Similar jaw tension response was observed when the animal was subsequently reanaesthetised, irrespective of whether ventilation was mechanical or spontaneous.

Example 2

Figure 3 is a graph showing the jaw tension of a sheep after being anaesthetised with fluothane for eight minutes under the same conditions as described in Example 1. The jaw tension was observed to remain essentially constant for nearly nine minutes, after which it increased as the animal, lying on the operating table and not subject to artificial stimulus, started to respond to the environment.

Example 3 Figure 4 shows the response of an anaesthetised animal to the Phalanges Pressure Reflex test (depression of the phalanges of the fore foot to their full deflexion backwards) after being anaesthetised under the conditions described in Example 1 for eight minutes; reflex tests were applied at one minute intervals. Jaw tension response to the tests over the first three minutes was insignificant, but it then increased to between 450 and 650g during the next four minutes. At seven minutes jaw tension response was greater than lOOOg and the animal responded to the reflex tests by involuntary movement of its body. When the fluothane flow was restored to 5% at 7.5 minutes, jaw tension decreased rapidly as anaesthetic depth increased.

Claims

CLAIMS :

1. A method of monitoring pain responsiveness in an animal or human patient under anaesthesia, comprising the steps of positioning a pressure sensitive member in a location responsive to the pressure exerted by the jaws of the patient and measuring the pressure exerted on that member.

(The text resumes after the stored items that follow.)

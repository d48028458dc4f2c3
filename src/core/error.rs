//! Error types for the line batch writer

pub type Result<T> = std::result::Result<T, WriterError>;

#[derive(Debug, thiserror::Error)]
pub enum WriterError {
    /// `dispose` was called on a writer that is already disposed
    #[error("Writer already disposed")]
    AlreadyDisposed,

    /// The worker has finished its final drain and no longer accepts lines
    #[error("Writer stopped: no further lines are accepted")]
    WriterStopped,

    /// Invalid configuration with details
    #[error("Invalid configuration for {component}: {message}")]
    InvalidConfiguration { component: String, message: String },

    /// IO error with context
    #[error("IO error while {operation}: {message}")]
    IoOperation {
        operation: String,
        message: String,
        #[source]
        source: std::io::Error,
    },

    /// Generic IO error
    #[error("IO error: {0}")]
    Io(#[from] std::io::Error),

    /// JSON (de)serialization error
    #[error("JSON error: {0}")]
    Json(#[from] serde_json::Error),

    /// A sink returned an error for a batch
    #[error("Sink '{sink}' failed: {message}")]
    SinkFailed { sink: String, message: String },

    /// A sink panicked while handling a batch
    #[error("Sink '{sink}' panicked: {message}")]
    SinkPanicked { sink: String, message: String },

    /// File lock error
    #[error("Failed to acquire file lock on '{path}'")]
    FileLock { path: String },

    /// The background worker thread could not be started
    #[error("Failed to spawn worker thread '{name}': {source}")]
    WorkerSpawn {
        name: String,
        #[source]
        source: std::io::Error,
    },

    /// The background worker thread terminated by panicking
    #[error("Worker thread panicked: {0}")]
    WorkerPanicked(String),

    /// Generic error
    #[error("{0}")]
    Other(String),
}

impl WriterError {
    /// Create an IO operation error with context
    pub fn io_operation(
        operation: impl Into<String>,
        message: impl Into<String>,
        source: std::io::Error,
    ) -> Self {
        WriterError::IoOperation {
            operation: operation.into(),
            message: message.into(),
            source,
        }
    }

    /// Create an invalid configuration error
    pub fn config(component: impl Into<String>, message: impl Into<String>) -> Self {
        WriterError::InvalidConfiguration {
            component: component.into(),
            message: message.into(),
        }
    }

    /// Create a sink failure error
    pub fn sink(sink: impl Into<String>, message: impl Into<String>) -> Self {
        WriterError::SinkFailed {
            sink: sink.into(),
            message: message.into(),
        }
    }

    pub fn sink_panicked(sink: impl Into<String>, message: impl Into<String>) -> Self {
        WriterError::SinkPanicked {
            sink: sink.into(),
            message: message.into(),
        }
    }

    /// Create a file lock error
    pub fn file_lock(path: impl Into<String>) -> Self {
        WriterError::FileLock { path: path.into() }
    }

    /// Create a generic error
    pub fn other<S: Into<String>>(msg: S) -> Self {
        WriterError::Other(msg.into())
    }

    /// Whether this error reports API misuse rather than an operational failure
    pub fn is_misuse(&self) -> bool {
        matches!(self, WriterError::AlreadyDisposed | WriterError::WriterStopped)
    }
}

/// Extract a readable message from a panic payload
pub(crate) fn panic_message(payload: &(dyn std::any::Any + Send)) -> String {
    if let Some(s) = payload.downcast_ref::<&str>() {
        s.to_string()
    } else if let Some(s) = payload.downcast_ref::<String>() {
        s.clone()
    } else {
        "Unknown panic".to_string()
    }
}

#[cfg(test)]
mod tests {
    use super::*;

    #[test]
    fn test_error_creation() {
        let err = WriterError::config("WriterConfig", "max_batch_length must be positive");
        assert!(matches!(err, WriterError::InvalidConfiguration { .. }));

        let err = WriterError::sink("file", "disk full");
        assert!(matches!(err, WriterError::SinkFailed { .. }));

        let err = WriterError::file_lock("/var/log/app.log");
        assert!(matches!(err, WriterError::FileLock { .. }));
    }

    #[test]
    fn test_error_display() {
        let err = WriterError::sink("console", "broken pipe");
        assert_eq!(err.to_string(), "Sink 'console' failed: broken pipe");

        let err = WriterError::config("WriterConfig", "empty separator");
        assert_eq!(
            err.to_string(),
            "Invalid configuration for WriterConfig: empty separator"
        );

        assert_eq!(WriterError::AlreadyDisposed.to_string(), "Writer already disposed");
    }

    #[test]
    fn test_misuse_classification() {
        assert!(WriterError::AlreadyDisposed.is_misuse());
        assert!(WriterError::WriterStopped.is_misuse());
        assert!(!WriterError::other("boom").is_misuse());
    }

    #[test]
    fn test_panic_message() {
        let payload: Box<dyn std::any::Any + Send> = Box::new("static str");
        assert_eq!(panic_message(&*payload), "static str");

        let payload: Box<dyn std::any::Any + Send> = Box::new(String::from("owned"));
        assert_eq!(panic_message(&*payload), "owned");

        let payload: Box<dyn std::any::Any + Send> = Box::new(42u32);
        assert_eq!(panic_message(&*payload), "Unknown panic");
    }

    #[test]
    fn test_io_operation_error() {
        let io_err = std::io::Error::new(std::io::ErrorKind::PermissionDenied, "access denied");
        let err = WriterError::io_operation("opening log file", "cannot open", io_err);

        assert!(err.to_string().contains("opening log file"));
        assert!(std::error::Error::source(&err).is_some());
    }
}
impl Shared {
    fn set_state(&self, state: WorkerState) {
        self.state.store(state as u8, Ordering::Release);
    }

    /// Stop accepting lines if, and only if, none are left to drain
    fn try_close(&self) -> bool {
        let mut accepting = self.accepting.write();
        if self.receiver.is_empty() {
            *accepting = false;
            true
        } else {
            false
        }
    }

    fn should_stop(&self) -> bool {
        self.disposed.load(Ordering::Acquire) && self.try_close()
    }
}

/// Opens every gate when the worker exits, including by panic, so no
/// `dispose`, `flush` or `wait_for_idle` caller is left blocked.
struct ExitGuard<'a> {
    shared: &'a Shared,
}

impl Drop for ExitGuard<'_> {
    fn drop(&mut self) {
        *self.shared.accepting.write() = false;
        self.shared.set_state(WorkerState::Stopped);
        self.shared.idle.set();
        self.shared.progress.finish();
        self.shared.shutdown.set();
    }
}

/// The single-consumer side: owns the sink and the batch buffer
struct Worker<S> {
    shared: Arc<Shared>,
    sink: S,
    batch: String,
    batch_lines: u64,
    /// Lines handed to the sink since its last flush
    unflushed: u64,
}

impl<S: Sink> Worker<S> {
    fn run(mut self) {
        let shared = Arc::clone(&self.shared);
        let _exit = ExitGuard { shared: &shared };

        loop {
            shared.wake.wait();

            if shared.should_stop() {
                break;
            }

            shared.idle.reset();
            shared.set_state(WorkerState::Draining);

            self.drain();

            shared.set_state(WorkerState::Idle);
            shared.idle.set();

            if shared.should_stop() {
                break;
            }
        }

        self.close_sink();
    }

    fn drain(&mut self) {
        let max = self.shared.config.max_batch_length;
        let separator_len = self.shared.config.line_separator.len();

        while let Ok(line) = self.shared.receiver.try_recv() {
            // Counted by lines, not bytes: an empty line is still a line
            if self.batch_lines > 0 && self.batch.len() + separator_len + line.len() > max {
                self.deliver();
            }
            if self.batch_lines > 0 {
                self.batch.push_str(&self.shared.config.line_separator);
            }
            self.batch.push_str(&line);
            self.batch_lines += 1;
        }

        if self.batch_lines > 0 {
            self.deliver();
        }
        self.flush_sink();
    }

    /// Hand the current batch to the sink under the failure policy, then clear it
    fn deliver(&mut self) {
        let lines = self.batch_lines;
        let retries = self.shared.config.sink_failure_policy.retries();
        let mut attempt = 0;

        loop {
            match self.invoke(|sink, batch| sink.write_batch(batch)) {
                Ok(()) => {
                    self.shared.metrics.record_batch_written(lines);
                    break;
                }
                Err(e) => {
                    self.shared.metrics.record_sink_failure();
                    if attempt < retries {
                        attempt += 1;
                        self.shared.metrics.record_retry();
                        report(
                            "WRITER WARNING",
                            &format!("{} (retry {}/{})", e, attempt, retries),
                        );
                        continue;
                    }
                    self.shared.metrics.record_dropped(lines);
                    report(
                        "WRITER ERROR",
                        &format!("{}. Batch of {} line(s) dropped.", e, lines),
                    );
                    break;
                }
            }
        }

        self.batch.clear();
        self.batch_lines = 0;
        self.unflushed += lines;
    }

    /// Flush the sink once per drain cycle, then release `flush` waiters
    fn flush_sink(&mut self) {
        if self.unflushed == 0 {
            return;
        }
        if let Err(e) = self.invoke(|sink, _| sink.flush()) {
            report("WRITER ERROR", &format!("flush after drain failed: {}", e));
        }
        self.shared.progress.advance(std::mem::take(&mut self.unflushed));
    }

    /// Call into the sink with panic isolation
    fn invoke<F>(&mut self, f: F) -> Result<()>
    where
        F: FnOnce(&mut S, &str) -> Result<()>,
    {
        let sink = &mut self.sink;
        let batch = self.batch.as_str();
        match catch_unwind(AssertUnwindSafe(|| f(sink, batch))) {
            Ok(result) => result,
            Err(payload) => Err(WriterError::sink_panicked(
                self.shared.sink_name.as_str(),
                panic_message(&*payload),
            )),
        }
    }

    fn close_sink(&mut self) {
        if let Err(e) = self.invoke(|sink, _| sink.close()) {
            report("WRITER ERROR", &format!("closing sink failed: {}", e));
        }
    }
}

fn report(tag: &str, message: &str) {
    eprintln!("[{}] {}", tag, message);
    diagnostics::log(&format!("[{}] {}", tag, message), DiagnosticLevel::Exception);
}

/// Batches lines from many producers onto one sink
///
/// # Example
///
/// ```
/// use line_batch_writer::{AsyncStringWriter, MemorySink};
///
/// let sink = MemorySink::new();
/// let writer = AsyncStringWriter::new(sink.clone()).unwrap();
///
/// writer.enqueue("a").unwrap();
/// writer.enqueue("b").unwrap();
/// writer.enqueue("c").unwrap();
/// writer.dispose().unwrap();
///
/// assert_eq!(sink.lines(), vec!["a", "b", "c"]);
/// ```
pub struct AsyncStringWriter {
    shared: Arc<Shared>,
    worker: Mutex<Option<thread::JoinHandle<()>>>,
}

impl AsyncStringWriter {
    /// Start a writer with the default configuration
    pub fn new<S: Sink + 'static>(sink: S) -> Result<Self> {
        Self::with_config(sink, WriterConfig::default())
    }

    /// Start a writer that hands each batch to `f`
    pub fn from_fn<F>(f: F) -> Result<Self>
    where
        F: FnMut(&str) + Send + 'static,
    {
        Self::new(FnSink::new(f))
    }

    /// Start a writer with a custom configuration.
    ///
    /// The worker thread is spawned immediately and parks until the first
    /// line arrives.
    pub fn with_config<S: Sink + 'static>(sink: S, config: WriterConfig) -> Result<Self> {
        config.validate()?;

        let (sender, receiver) = unbounded();
        let thread_name = config.thread_name.clone();
        let shared = Arc::new(Shared {
            config,
            sink_name: sink.name().to_string(),
            sender,
            receiver,
            wake: WakeSignal::new(),
            idle: Gate::new(true),
            shutdown: Gate::new(false),
            disposed: AtomicBool::new(false),
            accepting: RwLock::new(true),
            state: AtomicU8::new(WorkerState::Idle as u8),
            enqueued: AtomicU64::new(0),
            progress: Progress::default(),
            metrics: WriterMetrics::new(),
        });

        let worker = Worker {
            shared: Arc::clone(&shared),
            sink,
            batch: String::new(),
            batch_lines: 0,
            unflushed: 0,
        };

        let handle = thread::Builder::new()
            .name(thread_name.clone())
            .spawn(move || worker.run())
            .map_err(|source| WriterError::WorkerSpawn {
                name: thread_name,
                source,
            })?;

        Ok(Self {
            shared,
            worker: Mutex::new(Some(handle)),
        })
    }

    /// Append a line and wake the worker.
    ///
    /// Never waits for the worker. Lines enqueued after `dispose` was called
    /// but before the worker's final drain are still delivered; once the
    /// worker has stopped, `Err(WriterStopped)` is returned instead.
    pub fn enqueue(&self, line: impl Into<String>) -> Result<()> {
        {
            let accepting = self.shared.accepting.read();
            if !*accepting {
                self.shared.metrics.record_rejected();
                return Err(WriterError::WriterStopped);
            }
            // Counted before the push so `flush` never under-counts a queued line
            self.shared.enqueued.fetch_add(1, Ordering::AcqRel);
            self.shared
                .sender
                .send(line.into())
                .map_err(|_| WriterError::WriterStopped)?;
        }

        self.shared.metrics.record_enqueued();
        self.shared.wake.raise();
        Ok(())
    }

    /// Block until the worker holds no in-flight batch.
    ///
    /// This only observes a moment at which the worker was caught up; a line
    /// enqueued just before the call may not have been picked up yet. Use
    /// [`flush`](Self::flush) to wait for specific lines.
    pub fn wait_for_idle(&self) {
        self.shared.idle.wait();
    }

    /// Block until every line enqueued before this call has been handed to
    /// the sink (or dropped under the failure policy) and the sink flushed.
    ///
    /// The sink is flushed once at the end of each drain cycle, so while
    /// producers keep the queue non-empty this waits for the cycle to end.
    ///
    /// Must not be called from inside the sink.
    pub fn flush(&self) -> Result<()> {
        let target = self.shared.enqueued.load(Ordering::Acquire);
        if self.shared.progress.wait_for(target) {
            Ok(())
        } else {
            Err(WriterError::WriterStopped)
        }
    }

    /// Drain every queued line, stop the worker and wait for it to exit.
    ///
    /// When this returns `Ok`, every line enqueued before the call has
    /// reached the sink and the worker thread has exited. A second call
    /// returns `Err(AlreadyDisposed)` immediately. Must not be called from
    /// inside the sink.
    pub fn dispose(&self) -> Result<()> {
        if self.shared.disposed.swap(true, Ordering::AcqRel) {
            diagnostics::log(
                &format!(
                    "Attempted to dispose already disposed writer for sink '{}'",
                    self.shared.sink_name
                ),
                DiagnosticLevel::Exception,
            );
            return Err(WriterError::AlreadyDisposed);
        }

        self.shared.wake.raise();
        self.shared.shutdown.wait();

        let handle = self.worker.lock().take();
        if let Some(handle) = handle {
            handle
                .join()
                .map_err(|payload| WriterError::WorkerPanicked(panic_message(&*payload)))?;
        }
        Ok(())
    }

    pub fn is_disposed(&self) -> bool {
        self.shared.disposed.load(Ordering::Acquire)
    }

    /// Whether the worker has terminated
    pub fn is_stopped(&self) -> bool {
        self.shared.shutdown.is_set()
    }

    pub fn worker_state(&self) -> WorkerState {
        WorkerState::from_u8(self.shared.state.load(Ordering::Acquire))
    }

    /// Lines queued but not yet picked up by the worker
    pub fn pending_lines(&self) -> usize {
        self.shared.receiver.len()
    }

    pub fn config(&self) -> &WriterConfig {
        &self.shared.config
    }

    pub fn sink_name(&self) -> &str {
        &self.shared.sink_name
    }

    pub fn metrics(&self) -> &WriterMetrics {
        &self.shared.metrics
    }
}

#[cfg(feature = "async")]
impl AsyncStringWriter {
    /// [`flush`](Self::flush) on tokio's blocking pool
    pub async fn flush_async(self: &Arc<Self>) -> Result<()> {
        let writer = Arc::clone(self);
        tokio::task::spawn_blocking(move || writer.flush())
            .await
            .map_err(|e| WriterError::other(format!("flush task failed: {}", e)))?
    }

    /// [`dispose`](Self::dispose) on tokio's blocking pool
    pub async fn dispose_async(self: &Arc<Self>) -> Result<()> {
        let writer = Arc::clone(self);
        tokio::task::spawn_blocking(move || writer.dispose())
            .await
            .map_err(|e| WriterError::other(format!("dispose task failed: {}", e)))?
    }
}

2. A method as claimed in claim 1, wherein the pressure exerted on the pressure sensitive member is measured and analysed over time to monitor changes in pain responsiveness.

3. A method as claimed in claim 2 wherein reduction in jaw tension followed by levelling out of jaw tension over time after administration of anaesthetic is monitored to determine a base level of jaw tension which is then further monitored to indicate necessary application of further anaesthetic to the patient on an on-going basis.

4. Apparatus for monitoring pain responsiveness in an animal or human patient under anaesthesia, the apparatus comprising a pressure sensitive member adapted to be positioned in a location responsive to the pressure exerted by the jaws of the patient, and to transmit signals indicative of jaw pressure to means for displaying information based on those signals.

5. Apparatus as claimed in claim 4 wherein the pressure sensitive member comprises a load cell.

6. Apparatus as claimed in claim 5 wherein the load cell is provided with actuating members operable to transmit pressure from the jaws of the patient to the load cell, said actuating members being adapted to be secured in position between the patient's jaws in a manner ensuring consistency of measurement conditions.

7. Apparatus as claimed in claim 6 wherein the actuating members are adapted to be secured in position between the jaws of the patient by a plate shaped to conform with the mouth configuration of the patient.

8. Apparatus as claimed in any one of claims 4 to 7 including said means for displaying information which means incorporates a graphical presentation of a function indicative of jaw pressure over time.

9. Apparatus suitable for use in a method as claimed in either claim 1 or claim 2.

10. The use of apparatus in monitoring pain responsiveness in an animal or human patient under anaesthesia, which method comprises the steps of positioning a pressure sensitive member in a location responsive to the pressure exerted by the jaws of the patient and measuring the pressure exerted on that member.